**Problem statement**
Could you say how many lines in the records include "check"? Please give the number by itself.

········

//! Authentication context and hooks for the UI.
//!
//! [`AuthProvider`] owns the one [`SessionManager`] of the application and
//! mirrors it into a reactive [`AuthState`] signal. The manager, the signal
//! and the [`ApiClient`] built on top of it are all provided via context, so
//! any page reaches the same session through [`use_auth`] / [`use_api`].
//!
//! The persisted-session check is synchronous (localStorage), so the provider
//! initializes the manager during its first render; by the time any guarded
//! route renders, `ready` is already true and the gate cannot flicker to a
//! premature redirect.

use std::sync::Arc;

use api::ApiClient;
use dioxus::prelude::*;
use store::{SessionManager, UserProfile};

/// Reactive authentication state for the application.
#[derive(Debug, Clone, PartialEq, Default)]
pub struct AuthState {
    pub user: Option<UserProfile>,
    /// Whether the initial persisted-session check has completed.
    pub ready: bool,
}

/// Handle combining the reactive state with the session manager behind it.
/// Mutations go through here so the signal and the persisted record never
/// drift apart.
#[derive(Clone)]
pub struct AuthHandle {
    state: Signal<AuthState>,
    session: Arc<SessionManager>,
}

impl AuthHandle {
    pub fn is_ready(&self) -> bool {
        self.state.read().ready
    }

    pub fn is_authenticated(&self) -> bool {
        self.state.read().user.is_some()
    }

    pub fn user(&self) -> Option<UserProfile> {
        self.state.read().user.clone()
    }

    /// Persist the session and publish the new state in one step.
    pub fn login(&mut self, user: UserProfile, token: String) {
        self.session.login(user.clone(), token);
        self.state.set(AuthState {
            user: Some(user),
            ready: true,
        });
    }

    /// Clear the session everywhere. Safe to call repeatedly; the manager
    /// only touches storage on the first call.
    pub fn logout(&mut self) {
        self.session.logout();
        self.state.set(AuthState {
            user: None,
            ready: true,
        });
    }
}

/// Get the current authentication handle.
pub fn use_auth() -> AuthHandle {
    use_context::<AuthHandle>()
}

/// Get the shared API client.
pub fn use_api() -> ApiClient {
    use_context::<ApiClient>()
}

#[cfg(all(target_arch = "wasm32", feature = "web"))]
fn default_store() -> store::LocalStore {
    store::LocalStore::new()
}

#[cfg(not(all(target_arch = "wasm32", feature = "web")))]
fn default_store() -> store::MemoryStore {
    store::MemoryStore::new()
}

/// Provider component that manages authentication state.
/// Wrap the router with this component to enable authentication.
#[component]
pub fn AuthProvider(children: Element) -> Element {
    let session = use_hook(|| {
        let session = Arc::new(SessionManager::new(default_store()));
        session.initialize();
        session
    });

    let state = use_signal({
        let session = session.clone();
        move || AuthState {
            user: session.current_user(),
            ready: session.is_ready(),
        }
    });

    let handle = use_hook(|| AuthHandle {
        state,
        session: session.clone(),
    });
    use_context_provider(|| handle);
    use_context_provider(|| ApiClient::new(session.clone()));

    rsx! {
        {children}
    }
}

········

**Task response**
2